Identifying the anatomical locations of electrode contacts

To identify the anatomical location of electrode contacts across different subjects, we transformed the electrode contact location from the subject’s native space onto standard Montreal Neurological Institute (MNI) space. To do that, we used three sets of brain images collected from each subject: the T1-weighted image prior to electrode implementation (pre-T1), the T1-weighted image after electrode implementation (post-T1), and the CT image after electrode implantation (post-CT). Our goal was to transform the CT image to MNI space. The reason we used the CT image to identify the electrode contact coordinates in the standard space was because the CT image, compared with T1-weighted image, suffers less distortion and therefore allows for more accurate mapping of the contact location. The transformation was performed using SPM12 (Wellcome Trust Center for Neuroimaging, London, UK; https://www.fil.ion.ucl.ac.uk/spm/) and proceeded in the following three steps. First, the post-CT image was aligned to the post-T1 image with 4th degree B-Spline interpolation. Second, both the post-T1 image and the realigned post-CT image were aligned with the pre-T1 image, also with 4th degree B-Spline interpolation. Finally, the pre-T1, the realigned post-T1 and post-CT images were transformed to the standard MNI space (1 mm isotropic voxel size). The location of each contact in MNI space was obtained through the post-CT images in MNI space.
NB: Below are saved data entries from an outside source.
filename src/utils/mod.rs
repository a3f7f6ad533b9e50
pub mod error;
pub mod logger;
pub mod monitor;
pub mod validation;
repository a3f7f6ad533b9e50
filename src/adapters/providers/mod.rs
mod fines;
mod nflverse;

pub use fines::{parse_sections, FinesScraper, WeekSection, DEFAULT_FINES_URL};
pub use nflverse::{
    infer_scalar, parse_csv, AssetLayout, NflverseAdapter, DEFAULT_DYNASTYPROCESS_BASE_URL,
    DEFAULT_FFOPPORTUNITY_BASE_URL, DEFAULT_NFLDATA_BASE_URL, DEFAULT_NFLVERSE_BASE_URL,
};
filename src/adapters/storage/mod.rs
mod gcs;
mod local;
mod memory;

pub use gcs::{GcsObjectStore, DEFAULT_GCS_ENDPOINT};
pub use local::LocalObjectStore;
pub use memory::MemoryObjectStore;
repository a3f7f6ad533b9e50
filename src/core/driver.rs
use crate::core::extractor::Extractor;
use crate::core::loader::WarehouseLoader;
use crate::core::raw_store::RawObjectStore;
use crate::core::resolver::LatestArtifactResolver;
use crate::domain::model::{Artifact, PartitionKeySet, TableTarget, WriteMode};
use crate::domain::ports::{ObjectStore, Warehouse};
use crate::utils::error::Result;
use serde::Serialize;

/// Outcome of a full extract + load run for one dataset.
#[derive(Debug, Clone, PartialEq, Serialize)]
pub struct RunReport {
    pub data_type: String,
    pub rows_extracted: usize,
    pub artifact_uri: String,
    pub rows_loaded: u64,
}

/// Entry points for whatever triggers a pipeline (CLI, scheduler).
pub struct PipelineDriver<S: ObjectStore, W: Warehouse> {
    extractor: Extractor,
    store: RawObjectStore<S>,
    loader: WarehouseLoader<W>,
    project: String,
    warehouse_dataset: String,
}

impl<S: ObjectStore, W: Warehouse> PipelineDriver<S, W> {
    pub fn new(
        extractor: Extractor,
        store: RawObjectStore<S>,
        loader: WarehouseLoader<W>,
        project: impl Into<String>,
        warehouse_dataset: impl Into<String>,
    ) -> Self {
        Self {
            extractor,
            store,
            loader,
            project: project.into(),
            warehouse_dataset: warehouse_dataset.into(),
        }
    }

    pub fn extractor(&self) -> &Extractor {
        &self.extractor
    }

    pub fn store(&self) -> &RawObjectStore<S> {
        &self.store
    }

    pub fn loader(&self) -> &WarehouseLoader<W> {
        &self.loader
    }

    /// Raw-layer table a dataset loads into.
    pub fn table_for(&self, data_type: &str) -> TableTarget {
        TableTarget::for_dataset(&self.project, &self.warehouse_dataset, data_type)
    }

    pub async fn run_extract(&self, data_type: &str, seasons: Option<&[u16]>) -> Result<Artifact> {
        self.run_extract_partitioned(data_type, seasons, &PartitionKeySet::new())
            .await
    }

    pub async fn run_extract_partitioned(
        &self,
        data_type: &str,
        seasons: Option<&[u16]>,
        partition_keys: &PartitionKeySet,
    ) -> Result<Artifact> {
        let (_, artifact) = self
            .extractor
            .extract_write_partitioned(data_type, seasons, partition_keys, &self.store)
            .await?;
        Ok(artifact)
    }

    /// Loads the newest artifact of a dataset.
    pub async fn run_load(
        &self,
        data_type: &str,
        partition_keys: Option<&PartitionKeySet>,
        write_mode: WriteMode,
    ) -> Result<u64> {
        let descriptor = self.extractor.registry().descriptor(data_type)?;
        let uri = LatestArtifactResolver::new(&self.store)
            .find_latest(
                self.extractor.source(),
                data_type,
                &descriptor.expected_extension,
                partition_keys,
            )
            .await?;
        self.loader
            .load(&uri, &self.table_for(data_type), write_mode)
            .await
    }

    /// Loads a known artifact URI into the dataset's table.
    pub async fn load_uri(&self, data_type: &str, uri: &str, write_mode: WriteMode) -> Result<u64> {
        self.extractor.registry().descriptor(data_type)?;
        self.loader
            .load(uri, &self.table_for(data_type), write_mode)
            .await
    }

    /// Extract, write, resolve the newest artifact and replace the table with it.
    pub async fn run(&self, data_type: &str, seasons: Option<&[u16]>) -> Result<RunReport> {
        self.run_with_mode(data_type, seasons, WriteMode::Replace)
            .await
    }

    pub async fn run_with_mode(
        &self,
        data_type: &str,
        seasons: Option<&[u16]>,
        write_mode: WriteMode,
    ) -> Result<RunReport> {
        tracing::info!("🚀 Running pipeline for {}", data_type);

        let (table, artifact) = self
            .extractor
            .extract_write(data_type, seasons, &self.store)
            .await?;
        let rows_loaded = self.run_load(data_type, None, write_mode).await?;

        let report = RunReport {
            data_type: data_type.to_string(),
            rows_extracted: table.row_count(),
            artifact_uri: artifact.uri,
            rows_loaded,
        };
        tracing::info!(
            "🏁 {}: extracted {} rows, table now has {} rows",
            data_type,
            report.rows_extracted,
            report.rows_loaded
        );
        Ok(report)
    }
}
Identifying the OFC electrode contacts

We used the Harvard-Oxford probabilistic atlas available in FSL115 (version 6, https://fsl.fmrib.ox.ac.uk/fsl) to identify the electrode contacts in the OFC. An electrode contact was identified as an OFC contact when the probability of its MNI coordinates being in the OFC was larger than 1%. In addition, because some contacts were situated at the borders between the posterior section of the OFC and the anterior insula, we decided to exclude the contacts that had a higher probability of being in the insula than being in the OFC.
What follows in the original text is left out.